Copy every line of the data in which the word "Include" occurs.

[Collected data entries]
● ● ●
//! Dense GF(2) Matrices
//!
//! Small dense binary matrices used for parity-check and generator matrices.
//! Entries are stored row-major as `u8` values in `{0, 1}`; addition is XOR.
//!
//! Polar codes handled by this crate are small enough (blocklength up to a
//! few thousand) that dense Gaussian elimination is adequate for deriving
//! generator matrices and comparing codes.
//!
//! ## Example
//!
//! ```rust
//! use polargraph_core::gf2::Gf2Matrix;
//!
//! // (3,1) repetition code
//! let h = Gf2Matrix::from_rows(&[vec![1, 1, 0], vec![0, 1, 1]]);
//! assert_eq!(h.rank(), 2);
//! let g = h.null_space();
//! assert_eq!(g.num_rows(), 1);
//! assert_eq!(g.row(0), &[1, 1, 1]);
//! ```

use std::fmt;

/// Dense binary matrix.
#[derive(Debug, Clone, PartialEq, Eq, Default)]
pub struct Gf2Matrix {
    rows: usize,
    cols: usize,
    data: Vec<u8>,
}

impl Gf2Matrix {
    /// All-zero matrix of the given shape.
    pub fn zeros(rows: usize, cols: usize) -> Self {
        Self {
            rows,
            cols,
            data: vec![0; rows * cols],
        }
    }

    /// Identity matrix of size `n`.
    pub fn identity(n: usize) -> Self {
        let mut m = Self::zeros(n, n);
        for i in 0..n {
            m.set(i, i, 1);
        }
        m
    }

    /// Build from a dense row-major slice. Non-zero entries become 1.
    ///
    /// # Panics
    ///
    /// Panics if `data.len() != rows * cols`.
    pub fn from_dense(rows: usize, cols: usize, data: &[u8]) -> Self {
        assert_eq!(data.len(), rows * cols, "data length must equal rows * cols");
        Self {
            rows,
            cols,
            data: data.iter().map(|&b| (b != 0) as u8).collect(),
        }
    }

    /// Build from a list of rows.
    ///
    /// # Panics
    ///
    /// Panics if the rows do not all have the same length.
    pub fn from_rows(rows: &[Vec<u8>]) -> Self {
        let cols = rows.first().map_or(0, |r| r.len());
        let mut data = Vec::with_capacity(rows.len() * cols);
        for row in rows {
            assert_eq!(row.len(), cols, "all rows must have the same length");
            data.extend(row.iter().map(|&b| (b != 0) as u8));
        }
        Self {
            rows: rows.len(),
            cols,
            data,
        }
    }

    pub fn num_rows(&self) -> usize {
        self.rows
    }

    pub fn num_cols(&self) -> usize {
        self.cols
    }

    #[inline]
    pub fn get(&self, row: usize, col: usize) -> u8 {
        self.data[row * self.cols + col]
    }

    #[inline]
    pub fn set(&mut self, row: usize, col: usize, bit: u8) {
        self.data[row * self.cols + col] = (bit != 0) as u8;
    }

    /// Borrow row `r`.
    pub fn row(&self, r: usize) -> &[u8] {
        &self.data[r * self.cols..(r + 1) * self.cols]
    }

    /// Iterate over all rows.
    pub fn rows(&self) -> impl Iterator<Item = &[u8]> {
        (0..self.rows).map(move |r| self.row(r))
    }

    /// Convert to a list of rows.
    pub fn to_rows(&self) -> Vec<Vec<u8>> {
        self.rows().map(|r| r.to_vec()).collect()
    }

    /// Number of 1-entries.
    pub fn weight(&self) -> usize {
        self.data.iter().filter(|&&b| b != 0).count()
    }

    pub fn is_zero(&self) -> bool {
        self.data.iter().all(|&b| b == 0)
    }

    pub fn transpose(&self) -> Self {
        let mut t = Self::zeros(self.cols, self.rows);
        for r in 0..self.rows {
            for c in 0..self.cols {
                t.data[c * self.rows + r] = self.get(r, c);
            }
        }
        t
    }

    /// Sub-matrix made of the given rows, in the given order.
    pub fn select_rows(&self, rows: &[usize]) -> Self {
        let mut data = Vec::with_capacity(rows.len() * self.cols);
        for &r in rows {
            data.extend_from_slice(self.row(r));
        }
        Self {
            rows: rows.len(),
            cols: self.cols,
            data,
        }
    }

    /// Sub-matrix made of the given columns, in the given order.
    pub fn select_columns(&self, cols: &[usize]) -> Self {
        let mut m = Self::zeros(self.rows, cols.len());
        for r in 0..self.rows {
            for (k, &c) in cols.iter().enumerate() {
                m.data[r * cols.len() + k] = self.get(r, c);
            }
        }
        m
    }

    /// Stack `other` below `self`.
    ///
    /// # Panics
    ///
    /// Panics if the column counts differ.
    pub fn vstack(&self, other: &Self) -> Self {
        assert_eq!(self.cols, other.cols, "column count mismatch");
        let mut data = self.data.clone();
        data.extend_from_slice(&other.data);
        Self {
            rows: self.rows + other.rows,
            cols: self.cols,
            data,
        }
    }

    /// Matrix-vector product over GF(2): `self · v`.
    ///
    /// With a parity-check matrix this is the syndrome of `v`.
    pub fn mul_vec(&self, v: &[u8]) -> Vec<u8> {
        debug_assert_eq!(v.len(), self.cols);
        self.rows()
            .map(|row| {
                row.iter()
                    .zip(v)
                    .fold(0u8, |acc, (&h, &x)| acc ^ (h & x & 1))
            })
            .collect()
    }

    /// Row-vector times matrix over GF(2): `v · self`.
    pub fn vec_mul(&self, v: &[u8]) -> Vec<u8> {
        debug_assert_eq!(v.len(), self.rows);
        let mut out = vec![0u8; self.cols];
        for (r, &bit) in v.iter().enumerate() {
            if bit & 1 == 1 {
                for (o, &g) in out.iter_mut().zip(self.row(r)) {
                    *o ^= g;
                }
            }
        }
        out
    }

    fn swap_rows(&mut self, a: usize, b: usize) {
        if a == b {
            return;
        }
        for c in 0..self.cols {
            self.data.swap(a * self.cols + c, b * self.cols + c);
        }
    }

    fn xor_row_into(&mut self, src: usize, dst: usize) {
        for c in 0..self.cols {
            let bit = self.data[src * self.cols + c];
            self.data[dst * self.cols + c] ^= bit;
        }
    }

    /// Reduced row echelon form and its pivot columns.
    ///
    /// Zero rows are kept at the bottom of the returned matrix.
    pub fn reduced_row_echelon(&self) -> (Self, Vec<usize>) {
        let mut m = self.clone();
        let mut pivots = Vec::new();
        let mut r = 0;
        for c in 0..m.cols {
            if r == m.rows {
                break;
            }
            let Some(p) = (r..m.rows).find(|&i| m.get(i, c) == 1) else {
                continue;
            };
            m.swap_rows(p, r);
            for i in 0..m.rows {
                if i != r && m.get(i, c) == 1 {
                    m.xor_row_into(r, i);
                }
            }
            pivots.push(c);
            r += 1;
        }
        (m, pivots)
    }

    pub fn rank(&self) -> usize {
        self.reduced_row_echelon().1.len()
    }

    /// Basis of the right null space `{v : self · v = 0}`, one vector per row.
    pub fn null_space(&self) -> Self {
        let (rref, pivots) = self.reduced_row_echelon();
        let mut is_pivot = vec![false; self.cols];
        for &p in &pivots {
            is_pivot[p] = true;
        }
        let free: Vec<usize> = (0..self.cols).filter(|&c| !is_pivot[c]).collect();
        let mut basis = Self::zeros(free.len(), self.cols);
        for (k, &f) in free.iter().enumerate() {
            basis.set(k, f, 1);
            for (i, &p) in pivots.iter().enumerate() {
                if rref.get(i, f) == 1 {
                    basis.set(k, p, 1);
                }
            }
        }
        basis
    }

    /// Whether both matrices span the same row space.
    pub fn same_row_space(&self, other: &Self) -> bool {
        if self.cols != other.cols {
            return false;
        }
        let rank = self.rank();
        rank == other.rank() && rank == self.vstack(other).rank()
    }
}

impl fmt::Display for Gf2Matrix {
    fn fmt(&self, f: &mut fmt::Formatter<'_>) -> fmt::Result {
        for row in self.rows() {
            let line: String = row.iter().map(|&b| if b == 1 { '1' } else { '0' }).collect();
            writeln!(f, "{}", line)?;
        }
        Ok(())
    }
}
//! Binary Linear Block Codes
//!
//! A code is defined by its parity-check matrix **H**; the codewords are the
//! vectors `x` with `H·x = 0` over GF(2). Rows of **H** may be linearly
//! dependent (the reduced polar factor graph routinely yields such matrices),
//! so the information length is derived from the rank, not the row count.
//!
//! ## Example
//!
//! ```rust
//! use polargraph_core::gf2::Gf2Matrix;
//! use polargraph_core::linear_code::BinaryLinearBlockCode;
//!
//! let h = Gf2Matrix::from_rows(&[
//!     vec![1, 1, 1, 0, 1, 0, 0],
//!     vec![1, 1, 0, 1, 0, 1, 0],
//!     vec![1, 0, 1, 1, 0, 0, 1],
//! ]);
//! let code = BinaryLinearBlockCode::new("Hamming(7,4)", h);
//! assert_eq!(code.blocklength(), 7);
//! assert_eq!(code.infolength(), 4);
//! assert!(code.is_codeword(&[1, 0, 0, 0, 1, 1, 1]));
//! ```

use crate::gf2::Gf2Matrix;

/// Binary linear block code given by a parity-check matrix.
#[derive(Debug, Clone)]
pub struct BinaryLinearBlockCode {
    name: String,
    parity_check: Gf2Matrix,
    infolength: usize,
}

impl BinaryLinearBlockCode {
    pub fn new(name: impl Into<String>, parity_check: Gf2Matrix) -> Self {
        let infolength = parity_check.num_cols() - parity_check.rank();
        Self {
            name: name.into(),
            parity_check,
            infolength,
        }
    }

    pub fn name(&self) -> &str {
        &self.name
    }

    /// Codeword length n.
    pub fn blocklength(&self) -> usize {
        self.parity_check.num_cols()
    }

    /// Code dimension k.
    pub fn infolength(&self) -> usize {
        self.infolength
    }

    /// Code rate k/n.
    pub fn rate(&self) -> f64 {
        if self.blocklength() == 0 {
            return 0.0;
        }
        self.infolength as f64 / self.blocklength() as f64
    }

    pub fn parity_check_matrix(&self) -> &Gf2Matrix {
        &self.parity_check
    }

    /// A generator matrix (k × n) whose rows form a basis of the code.
    pub fn generator_matrix(&self) -> Gf2Matrix {
        self.parity_check.null_space()
    }

    /// Syndrome `H·x`.
    pub fn syndrome(&self, word: &[u8]) -> Vec<u8> {
        self.parity_check.mul_vec(word)
    }

    /// Check if `word` satisfies every parity check.
    pub fn is_codeword(&self, word: &[u8]) -> bool {
        word.len() == self.blocklength() && self.syndrome(word).iter().all(|&s| s == 0)
    }
}
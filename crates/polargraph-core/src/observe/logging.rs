//! # Structured Logging
//!
//! Construction and sparsification report progress through `tracing` events:
//! frozen-set and sparsification summaries at `info`, per bit-channel and
//! per reduction phase at `debug`, individual merges at `trace`. This module
//! installs a subscriber for them.
//!
//! The filter comes from, in order: [`LogConfig::filter`], `RUST_LOG`, and
//! finally [`LogConfig::level`] applied to this crate.
//!
//! ## Example
//!
//! ```rust,no_run
//! use polargraph_core::observe::{init_logging, LogConfig, LogFormat, LogLevel};
//!
//! let config = LogConfig {
//!     level: LogLevel::Debug,
//!     format: LogFormat::Json,
//!     ..Default::default()
//! };
//! init_logging(&config);
//!
//! tracing::info!(blocklength = 1024, "construction started");
//! ```

use serde::{Deserialize, Serialize};
use tracing_subscriber::{fmt, prelude::*, EnvFilter};

/// Log level.
#[derive(Debug, Clone, Copy, PartialEq, Eq, Default, Serialize, Deserialize)]
#[serde(rename_all = "lowercase")]
pub enum LogLevel {
    Trace,
    Debug,
    #[default]
    Info,
    Warn,
    Error,
}

impl std::fmt::Display for LogLevel {
    fn fmt(&self, f: &mut std::fmt::Formatter<'_>) -> std::fmt::Result {
        match self {
            LogLevel::Trace => write!(f, "trace"),
            LogLevel::Debug => write!(f, "debug"),
            LogLevel::Info => write!(f, "info"),
            LogLevel::Warn => write!(f, "warn"),
            LogLevel::Error => write!(f, "error"),
        }
    }
}

/// Log output format.
#[derive(Debug, Clone, Copy, PartialEq, Eq, Default, Serialize, Deserialize)]
#[serde(rename_all = "lowercase")]
pub enum LogFormat {
    /// One JSON object per event
    Json,
    /// Multi-line, coloured
    #[default]
    Pretty,
    /// One line per event
    Compact,
}

/// Logging configuration, embeddable in the YAML code configuration.
#[derive(Debug, Clone, PartialEq, Serialize, Deserialize)]
#[serde(default)]
pub struct LogConfig {
    pub level: LogLevel,
    pub format: LogFormat,
    /// Include source location (file:line)
    pub source_location: bool,
    /// Include thread names; useful with the rayon pool
    pub thread_names: bool,
    /// Emit span enter/exit events
    pub span_events: bool,
    /// Explicit filter directives, e.g. `polargraph_core::fec=trace`
    pub filter: Option<String>,
}

impl Default for LogConfig {
    fn default() -> Self {
        Self {
            level: LogLevel::Info,
            format: LogFormat::Pretty,
            source_location: false,
            thread_names: false,
            span_events: false,
            filter: None,
        }
    }
}

impl LogConfig {
    /// Verbose, pretty output with source locations.
    pub fn development() -> Self {
        Self {
            level: LogLevel::Debug,
            format: LogFormat::Pretty,
            source_location: true,
            thread_names: true,
            span_events: true,
            ..Default::default()
        }
    }

    /// JSON at info level.
    pub fn production() -> Self {
        Self {
            level: LogLevel::Info,
            format: LogFormat::Json,
            ..Default::default()
        }
    }

    /// Errors only.
    pub fn quiet() -> Self {
        Self {
            level: LogLevel::Error,
            format: LogFormat::Compact,
            ..Default::default()
        }
    }

    /// Filter directives used when neither `filter` nor `RUST_LOG` is set.
    pub fn default_directives(&self) -> String {
        format!("{}={}", env!("CARGO_CRATE_NAME"), self.level)
    }

    fn env_filter(&self) -> EnvFilter {
        match &self.filter {
            Some(custom) => EnvFilter::try_new(custom)
                .unwrap_or_else(|_| EnvFilter::new(self.default_directives())),
            None => EnvFilter::try_from_default_env()
                .unwrap_or_else(|_| EnvFilter::new(self.default_directives())),
        }
    }
}

/// Install the global subscriber.
///
/// Returns `false` if a subscriber was already installed, in which case the
/// existing one stays in place.
pub fn init_logging(config: &LogConfig) -> bool {
    let filter = config.env_filter();
    let span_events = if config.span_events {
        fmt::format::FmtSpan::NEW | fmt::format::FmtSpan::CLOSE
    } else {
        fmt::format::FmtSpan::NONE
    };
    let layer = fmt::layer()
        .with_file(config.source_location)
        .with_line_number(config.source_location)
        .with_thread_names(config.thread_names)
        .with_span_events(span_events);

    let result = match config.format {
        LogFormat::Json => tracing::subscriber::set_global_default(
            tracing_subscriber::registry().with(filter).with(layer.json()),
        ),
        LogFormat::Pretty => tracing::subscriber::set_global_default(
            tracing_subscriber::registry().with(filter).with(layer.pretty()),
        ),
        LogFormat::Compact => tracing::subscriber::set_global_default(
            tracing_subscriber::registry().with(filter).with(layer.compact()),
        ),
    };
    result.is_ok()
}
● ● ●
### SOLUTION FOR THIS PROBLEM
    /// Include source location (file:line)
    /// Include thread names; useful with the rayon pool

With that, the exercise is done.